Be a Parent, Not a Friend!

As a parent who is active in my children's high school PTSA, I had the opportunity to deliver materials from HC DrugFree to all of the liquor stores in area last month.  The materials delivered included wine bags that were printed with messages about not driving drunk, as well as stickers that reminded parents to "Be a Parent, Not a Friend" and avoid giving alcohol to minors. There was also a flier for the stores to post with the same message, as well as an invitation to a Tobacco Compliance Training that HC DrugFree was offering, with the goal of preventing sales of nicotine to minors.

I rarely drink, so I don't go to liquor stores much.  Making the deliveries to 12 liquor stores in our area took much of my Saturday afternoon, and wasn't how I wanted to spend my free time.  It was a chore.  However, I didn't anticipate the feeling of empowerment and satisfaction that participating in this public health campaign gave me.  As the parent of two teenagers, it seems like my ability to protect and influence them has waned significantly.  They've heard my spiel too many times by now.  Just as the risk for their making impulsive, reckless decisions is greatest, my authority fades into the background, eclipsed by that of their peers.  
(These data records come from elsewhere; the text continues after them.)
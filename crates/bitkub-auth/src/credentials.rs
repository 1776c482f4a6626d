//! Authentication credentials for the Bitkub API
//!
//! # Security
//!
//! The API secret is stored using the `secrecy` crate which:
//! - Zeroizes memory on drop (prevents memory scanning)
//! - Prevents accidental logging via Debug impl
//! - Provides explicit access via `expose_secret()`

use bitkub_types::ParameterMap;
use secrecy::{ExposeSecret, SecretString};
use tracing::trace;

use crate::error::{AuthError, AuthResult};
use crate::signer::{sign_payload, SignedPayload};

/// Environment variable holding the API key
pub const API_KEY_ENV: &str = "BITKUB_API_KEY";
/// Environment variable holding the API secret
pub const API_SECRET_ENV: &str = "BITKUB_API_SECRET";

/// API credentials for authenticated requests
///
/// Immutable once built. The secret is zeroized when the credentials are
/// dropped.
pub struct Credentials {
    /// API key (sent in the `X-BTK-APIKEY` header)
    api_key: String,
    /// API secret (HMAC key, never transmitted)
    api_secret: SecretString,
}

impl Credentials {
    /// Create new credentials from an API key and secret
    ///
    /// # Errors
    ///
    /// Returns [`AuthError::InvalidCredentials`] if either value is empty.
    pub fn new(api_key: impl Into<String>, api_secret: impl Into<String>) -> AuthResult<Self> {
        let api_key = api_key.into();
        let api_secret = api_secret.into();

        if api_key.is_empty() {
            return Err(AuthError::InvalidCredentials("API key is empty".to_string()));
        }
        if api_secret.is_empty() {
            return Err(AuthError::InvalidCredentials("API secret is empty".to_string()));
        }

        Ok(Self {
            api_key,
            api_secret: SecretString::from(api_secret),
        })
    }

    /// Create credentials from environment variables
    ///
    /// Reads `BITKUB_API_KEY` and `BITKUB_API_SECRET` from the environment.
    pub fn from_env() -> AuthResult<Self> {
        let api_key = std::env::var(API_KEY_ENV)
            .map_err(|_| AuthError::EnvVarNotSet(API_KEY_ENV.to_string()))?;
        let api_secret = std::env::var(API_SECRET_ENV)
            .map_err(|_| AuthError::EnvVarNotSet(API_SECRET_ENV.to_string()))?;

        Self::new(api_key, api_secret)
    }

    /// Get the API key
    pub fn api_key(&self) -> &str {
        &self.api_key
    }

    /// Sign a payload with this secret
    ///
    /// `payload` must already contain the server timestamp.
    pub fn sign(&self, payload: &ParameterMap) -> AuthResult<SignedPayload> {
        trace!(fields = payload.len(), "Signing payload");
        sign_payload(payload, self.api_secret.expose_secret())
    }
}

impl Clone for Credentials {
    /// Clone credentials (creates a new secret with the same content)
    fn clone(&self) -> Self {
        Self {
            api_key: self.api_key.clone(),
            api_secret: SecretString::from(self.api_secret.expose_secret().to_string()),
        }
    }
}

impl std::fmt::Debug for Credentials {
    fn fmt(&self, f: &mut std::fmt::Formatter<'_>) -> std::fmt::Result {
        let shown = self
            .api_key
            .char_indices()
            .nth(8)
            .map_or(self.api_key.as_str(), |(i, _)| &self.api_key[..i]);

        f.debug_struct("Credentials")
            .field("api_key", &format!("{}...", shown))
            .field("api_secret", &"[REDACTED]")
            .finish()
    }
}

#[cfg(test)]
mod tests {
    use super::*;

    #[test]
    fn test_credentials_debug_redacts_secret() {
        let creds = Credentials::new("test_api_key_123", "super_secret_value").unwrap();
        let debug = format!("{:?}", creds);
        assert!(!debug.contains("super_secret_value"));
        assert!(!debug.contains("test_api_key_123"));
        assert!(debug.contains("[REDACTED]"));
        assert!(debug.contains("test_api..."));
    }

    #[test]
    fn test_empty_values_rejected() {
        assert!(matches!(
            Credentials::new("", "secret"),
            Err(AuthError::InvalidCredentials(_))
        ));
        assert!(matches!(
            Credentials::new("key", ""),
            Err(AuthError::InvalidCredentials(_))
        ));
    }

    #[test]
    fn test_sign_matches_free_function() {
        let creds = Credentials::new("key", "secret123").unwrap();
        let payload = ParameterMap::new().with("id", 42).with("ts", 1700000000i64);

        let via_creds = creds.sign(&payload).unwrap();
        let direct = sign_payload(&payload, "secret123").unwrap();
        assert_eq!(via_creds, direct);
    }

    #[test]
    fn test_clone_keeps_secret() {
        let creds = Credentials::new("key", "secret123").unwrap();
        let cloned = creds.clone();
        let payload = ParameterMap::new().with("ts", 1700000000i64);

        assert_eq!(cloned.api_key(), "key");
        assert_eq!(
            creds.sign(&payload).unwrap().sig(),
            cloned.sign(&payload).unwrap().sig()
        );
    }
}
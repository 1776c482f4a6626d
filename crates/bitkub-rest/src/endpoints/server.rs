//! Server status endpoints
//!
//! These endpoints don't require authentication.

use async_trait::async_trait;
use serde_json::Value;
use tracing::{debug, instrument};

use crate::error::{RestError, RestResult};
use crate::http::HttpTransport;
use crate::payload::ServerClock;
use crate::types::EndpointStatus;

const COMPONENT: &str = "ServerEndpoints";

/// Server status and clock
pub struct ServerEndpoints<'a> {
    transport: &'a HttpTransport,
}

impl<'a> ServerEndpoints<'a> {
    pub fn new(transport: &'a HttpTransport) -> Self {
        Self { transport }
    }

    /// Get endpoint status
    ///
    /// When a status is not `ok`, wait until it changes back before trading.
    #[instrument(skip(self))]
    pub async fn get_status(&self) -> RestResult<Vec<EndpointStatus>> {
        debug!("Fetching endpoint status");

        self.transport
            .get("/api/status", "")
            .await
            .map_err(|e| e.at(COMPONENT, "get_status"))
    }

    /// Get server timestamp
    #[instrument(skip(self))]
    pub async fn get_server_time(&self) -> RestResult<i64> {
        debug!("Fetching server time");

        let body = self
            .transport
            .get_json("/api/servertime", "")
            .await
            .map_err(|e| e.at(COMPONENT, "get_server_time"))?;

        parse_server_time(&body).map_err(|e| e.at(COMPONENT, "get_server_time"))
    }
}

#[async_trait]
impl<'a> ServerClock for ServerEndpoints<'a> {
    async fn server_time(&self) -> RestResult<i64> {
        self.get_server_time().await
    }
}

fn parse_server_time(body: &Value) -> RestResult<i64> {
    let ts = match body {
        Value::Number(n) => n.as_i64().or_else(|| n.as_f64().map(|f| f as i64)),
        Value::String(s) => s.trim().parse().ok(),
        _ => None,
    };
    ts.ok_or_else(|| RestError::Parse(format!("Unexpected server time: {}", body)))
}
"By eighth grade, 50 percent of children have started drinking, noted University of South Florida psychologist Mark Goldman, PhD, at a Nov. 15, congressional briefing. The consequences can be severe: Each year 5,000 young people under 21 die from alcohol-related injuries, including about 1,600 homicides and 300 suicides, Goldman reported. Other problems include possible adverse effects on the developing brain and a higher risk of physical and sexual assault, unintended sexual activity and poor academic performance.  Children who begin drinking by age 13 have a 38 percent higher risk of developing alcohol dependence later in life."

"...the goal should be prevention: changing societal acceptance of underage drinking, delaying the onset of drinking and intervening early when it happens. Successful prevention is more likely when parents and schools cooperate, communicate, monitor and provide alternate activities for kids, she noted."

Making the HC DrugFree deliveries allowed me to do what I can to prevent my teenage kids and their classmates from drinking alcohol.  The deliveries were a strong message to the local liquor stores and their customers that we care about our kids, and don't want them to drink. Every time the police check, a percentage of our liquor stores, or their customers, have allowed minors to buy alcohol.  This needs to stop.

*The briefing, "Taking Alcohol out of Adolescence: A Developmental Perspective," was sponsored by the Friends of NIAAA, a coalition organized by APA that includes, the American Academy of Child and Adolescent Psychiatry, the American Association for the Study of Liver Diseases, the American Psychiatric Association and the Association for Psychological Science. It was held in conjunction with the U.S. House of Representatives' Addiction, Treatment and Recovery Caucus.